Sign of Positive Change Not Much Seen in Vulnerable Areas and Conflict Affected Victims

In strife torn state of Manipur, everything seems to be normal in heart of valley region. Yet people living in peripheral areas and displaced people continue to linger in grim situation with enormous uncertainty.

Manipur conflict exceeds one year but state is still not able to bring complete normalcy. Localities residing in peripheral areas mainly women are guarding their own village throughout day and night.

Majority displaced people are still confining in relief camp. Their longingness of returning to their respective homes is mounting. However, seeing the prevailing scenario, it seems resettlement is still a long haul.

The middle part of valley districts appears to be normal. Except eruption of protest, agitation sometimes in connection with ongoing conflict, the days are going smoothly without much disruptions.

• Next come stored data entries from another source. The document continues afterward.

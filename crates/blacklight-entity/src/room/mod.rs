//! Bookable gaming rooms.

pub mod kind;
pub mod model;

pub use kind::RoomType;
pub use model::{CreateRoom, Room, UpdateRoom};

Schools, colleges resume effectively and business activities, government offices have been functioning from last many months. But the very disturbing fact is that people belonging to warring community still forbidden to visit from certain areas. Above this people in peripheral areas remain taking the responsibility of vigilantes since the onset of crisis to date.

The valley districts of Manipur comprised of Imphal West, Imphal East, Bishnupur, Kakching and Thoubal. The peripheral areas and adjoining areas of districts are still vulnerable as people witnessed sporadic attack and intermittent firing.

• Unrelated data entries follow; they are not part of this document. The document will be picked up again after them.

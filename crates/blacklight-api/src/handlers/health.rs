//! Health check handler.

use axum::Json;
use axum::extract::State;

use crate::dto::response::{ApiResponse, HealthResponse};
use crate::state::AppState;

/// GET /api/health
pub async fn health(State(state): State<AppState>) -> Json<ApiResponse<HealthResponse>> {
    let database = match state.stores.health_check().await {
        Ok(true) => "connected",
        Ok(false) => "unreachable",
        Err(e) => {
            tracing::warn!(error = %e, "Health check failed");
            "error"
        }
    };

    Json(ApiResponse::ok(HealthResponse {
        status: if database == "connected" { "ok" } else { "degraded" }.to_string(),
        version: env!("CARGO_PKG_VERSION").to_string(),
        backend: state.stores.backend().to_string(),
        database: database.to_string(),
        uptime_seconds: state.started_at.elapsed().as_secs(),
    }))
}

For Imphal West district, valley people who belong to warring community can’t proceed from Phayeng area and Sekmai area; in Imphal East, they are restricted to proceed from Yaingangpokpi area. Similarly, in Bishnpur district, they are restricted to move from Phougakchao Ikhai and in Thoubal district, warring community are restricted entering from Yairipok area.

As people living in vulnerable areas feel insecure and unsafe, they are still taking responsibility to safeguard their villages throughout day and night. The villagers formed team and take in-charge of   protecting their village in rotation basis.

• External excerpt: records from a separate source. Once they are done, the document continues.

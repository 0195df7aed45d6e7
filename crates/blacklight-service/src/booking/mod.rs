//! Room booking: slot selection, pricing, and the booking lifecycle.

pub mod policy;
pub mod service;

pub use policy::{BookingPolicy, Quote};
pub use service::{BookingService, HourSlot, ProposeBooking, RoomAvailability, SlotState};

One of woman villagers from a peripheral area of Phayeng under Imphal West district said to Imphal Review of Arts and Politics “We the people of Phayeng feel so insecure and unsafe even after one year of crisis. Our village lies in adjoining area of hill district. Security forces of both state and central are deployed. However, we still decided to guard our village even during midnight staying at roadside or local community hall to be more vigilant.”

She also shared deterioration of health condition and impact to economic activities staying through out day and night in road to protect their village. But she expressed her determination of safeguarding her place until and unless complete normalcy restore.

“For more than one year, we compromise our sleep, economic activities in guarding the village. This has hugely impacted in our well-being. Despite of it, we will continue our service as protection of territorial integrity and people of state is top priority,” she expressed.

Ningthoujam Biren from Phayeng said that women take sole responsibility in guarding the village. However, during the night time, both man and woman jointly took the charge of defending the village.

He said that village protection was being done in an organise manner. Anybody who hesitate to take part in the activities has to pay fine that amounts to the tune of Rs 300.

Not only in Phayeng, village protection activities by villagers in still prevalent in most of the peripheral areas.

Nganthoibi, an affected victim staying in relief camp set up in one of the colleges under Imphal East district has stated that government claiming the restoration of peace in the state is very surprising. Many internally displaced people are still striving in relief camp with the longingness of returning to their respective house.

“In the relief camp where I am staying around 800 people are still staying. Maximum of them are from Moreh and Churachandpur. We are trying to normalise our abnormal life. Though government is providing two squares of meal and breakfast. But how long are we going to survive in this manner. I wouldn’t accept that peace is restored in Manipur until and unless I have the privilege to go back to my hometown,” Nganthoibi who is running tea stall inside the relief camp as a source of her livelihood said.

Seeing the endless hardship of people directly affected by conflict, would it be justifiable for the government to claim gradual restoration of peace and normalcy in Manipur using resumption of school, college, office and business activities as some of the key indicators.